GIVEN ENTRIES section start

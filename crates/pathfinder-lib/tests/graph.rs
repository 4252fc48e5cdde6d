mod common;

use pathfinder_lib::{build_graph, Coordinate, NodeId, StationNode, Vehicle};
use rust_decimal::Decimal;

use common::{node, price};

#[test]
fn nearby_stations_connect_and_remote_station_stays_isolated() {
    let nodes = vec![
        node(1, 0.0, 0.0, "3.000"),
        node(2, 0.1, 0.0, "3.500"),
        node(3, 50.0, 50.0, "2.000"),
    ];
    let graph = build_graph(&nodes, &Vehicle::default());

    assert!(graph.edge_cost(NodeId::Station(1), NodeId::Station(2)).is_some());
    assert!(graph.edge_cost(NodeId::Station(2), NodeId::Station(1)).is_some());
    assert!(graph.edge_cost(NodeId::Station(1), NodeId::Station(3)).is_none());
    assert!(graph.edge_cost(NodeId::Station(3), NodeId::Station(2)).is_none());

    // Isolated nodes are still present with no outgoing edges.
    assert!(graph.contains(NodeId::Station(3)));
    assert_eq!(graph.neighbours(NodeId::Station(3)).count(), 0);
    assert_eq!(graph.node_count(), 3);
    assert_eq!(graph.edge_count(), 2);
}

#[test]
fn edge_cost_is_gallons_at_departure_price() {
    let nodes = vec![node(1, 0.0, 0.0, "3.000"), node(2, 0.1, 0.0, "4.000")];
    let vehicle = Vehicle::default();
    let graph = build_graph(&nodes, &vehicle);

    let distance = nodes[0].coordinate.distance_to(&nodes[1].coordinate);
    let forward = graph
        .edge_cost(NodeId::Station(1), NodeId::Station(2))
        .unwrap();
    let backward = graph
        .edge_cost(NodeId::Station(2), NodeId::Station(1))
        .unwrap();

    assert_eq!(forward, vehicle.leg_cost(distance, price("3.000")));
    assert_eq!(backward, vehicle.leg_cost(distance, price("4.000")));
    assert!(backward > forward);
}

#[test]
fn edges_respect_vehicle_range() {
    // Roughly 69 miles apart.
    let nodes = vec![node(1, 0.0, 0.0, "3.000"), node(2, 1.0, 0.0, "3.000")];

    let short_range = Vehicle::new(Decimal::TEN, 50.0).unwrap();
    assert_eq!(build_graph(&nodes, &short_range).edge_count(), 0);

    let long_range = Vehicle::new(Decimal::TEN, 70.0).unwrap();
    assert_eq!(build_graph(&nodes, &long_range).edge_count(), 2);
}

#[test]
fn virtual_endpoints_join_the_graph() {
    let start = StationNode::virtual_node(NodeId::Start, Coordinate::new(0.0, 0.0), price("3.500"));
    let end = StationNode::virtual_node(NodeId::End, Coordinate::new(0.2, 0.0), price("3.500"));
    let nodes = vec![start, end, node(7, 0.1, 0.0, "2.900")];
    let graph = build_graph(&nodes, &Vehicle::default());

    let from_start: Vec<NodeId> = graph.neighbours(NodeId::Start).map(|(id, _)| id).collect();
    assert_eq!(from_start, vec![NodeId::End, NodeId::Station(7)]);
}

GIVEN ENTRIES section end
GIVEN ENTRIES section start

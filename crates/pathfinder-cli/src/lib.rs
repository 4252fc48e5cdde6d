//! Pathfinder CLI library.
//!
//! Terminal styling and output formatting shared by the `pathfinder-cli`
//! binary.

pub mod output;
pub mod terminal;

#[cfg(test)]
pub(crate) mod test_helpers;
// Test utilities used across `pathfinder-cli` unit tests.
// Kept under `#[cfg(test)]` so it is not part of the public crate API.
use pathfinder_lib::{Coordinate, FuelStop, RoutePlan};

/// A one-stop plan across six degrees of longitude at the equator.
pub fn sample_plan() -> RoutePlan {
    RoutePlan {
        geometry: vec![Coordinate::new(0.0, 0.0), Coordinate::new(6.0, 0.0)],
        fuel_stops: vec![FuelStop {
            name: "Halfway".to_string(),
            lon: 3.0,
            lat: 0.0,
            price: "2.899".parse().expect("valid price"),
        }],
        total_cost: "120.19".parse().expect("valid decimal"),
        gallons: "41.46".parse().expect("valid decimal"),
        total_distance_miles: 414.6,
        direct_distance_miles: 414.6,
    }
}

GIVEN ENTRIES section end
GIVEN ENTRIES section start

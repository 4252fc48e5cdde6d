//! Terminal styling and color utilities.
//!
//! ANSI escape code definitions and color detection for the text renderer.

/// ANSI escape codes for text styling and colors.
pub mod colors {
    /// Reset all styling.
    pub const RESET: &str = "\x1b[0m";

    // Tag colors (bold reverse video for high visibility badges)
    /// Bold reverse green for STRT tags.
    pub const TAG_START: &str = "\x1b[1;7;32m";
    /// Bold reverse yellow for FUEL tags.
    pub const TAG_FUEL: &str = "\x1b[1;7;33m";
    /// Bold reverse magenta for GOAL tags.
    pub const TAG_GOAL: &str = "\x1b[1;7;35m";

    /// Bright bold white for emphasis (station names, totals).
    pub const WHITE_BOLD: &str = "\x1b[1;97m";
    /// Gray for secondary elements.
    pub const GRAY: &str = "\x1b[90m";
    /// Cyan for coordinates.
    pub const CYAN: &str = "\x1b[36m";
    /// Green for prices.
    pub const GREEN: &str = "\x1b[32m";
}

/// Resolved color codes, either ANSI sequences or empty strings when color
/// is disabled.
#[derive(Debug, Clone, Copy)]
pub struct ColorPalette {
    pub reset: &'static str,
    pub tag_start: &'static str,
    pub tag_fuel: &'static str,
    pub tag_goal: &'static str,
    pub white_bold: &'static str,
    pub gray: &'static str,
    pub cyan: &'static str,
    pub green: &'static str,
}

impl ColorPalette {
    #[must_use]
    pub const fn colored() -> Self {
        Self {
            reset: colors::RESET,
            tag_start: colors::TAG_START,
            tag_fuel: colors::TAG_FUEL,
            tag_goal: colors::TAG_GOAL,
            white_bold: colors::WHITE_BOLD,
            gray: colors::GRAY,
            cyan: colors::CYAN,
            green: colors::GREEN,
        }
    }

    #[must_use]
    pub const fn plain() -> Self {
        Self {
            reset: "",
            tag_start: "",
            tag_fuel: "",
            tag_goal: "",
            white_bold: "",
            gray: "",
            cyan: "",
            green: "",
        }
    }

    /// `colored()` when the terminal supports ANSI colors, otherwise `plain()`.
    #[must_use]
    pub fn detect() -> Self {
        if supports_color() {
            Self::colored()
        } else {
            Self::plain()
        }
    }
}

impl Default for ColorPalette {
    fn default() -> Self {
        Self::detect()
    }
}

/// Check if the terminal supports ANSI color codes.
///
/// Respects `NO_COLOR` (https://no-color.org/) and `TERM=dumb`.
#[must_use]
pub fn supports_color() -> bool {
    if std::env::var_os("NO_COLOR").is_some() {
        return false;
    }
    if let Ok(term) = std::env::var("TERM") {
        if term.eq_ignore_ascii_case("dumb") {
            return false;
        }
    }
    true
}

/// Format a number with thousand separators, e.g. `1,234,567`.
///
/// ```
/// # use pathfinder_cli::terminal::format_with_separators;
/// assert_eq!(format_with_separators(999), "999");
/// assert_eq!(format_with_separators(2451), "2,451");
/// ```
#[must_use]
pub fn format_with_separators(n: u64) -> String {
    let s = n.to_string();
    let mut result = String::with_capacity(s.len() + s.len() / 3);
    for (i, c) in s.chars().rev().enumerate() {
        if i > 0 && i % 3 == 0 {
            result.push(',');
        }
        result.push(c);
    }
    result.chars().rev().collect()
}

GIVEN ENTRIES section end

= PROBLEM TO WORK ON =
Copy all lines from the material above that hold the word "unwrap".

= TASK RESPONSE =
        .unwrap();
        .unwrap();
    let short_range = Vehicle::new(Decimal::TEN, 50.0).unwrap();
    let long_range = Vehicle::new(Decimal::TEN, 70.0).unwrap();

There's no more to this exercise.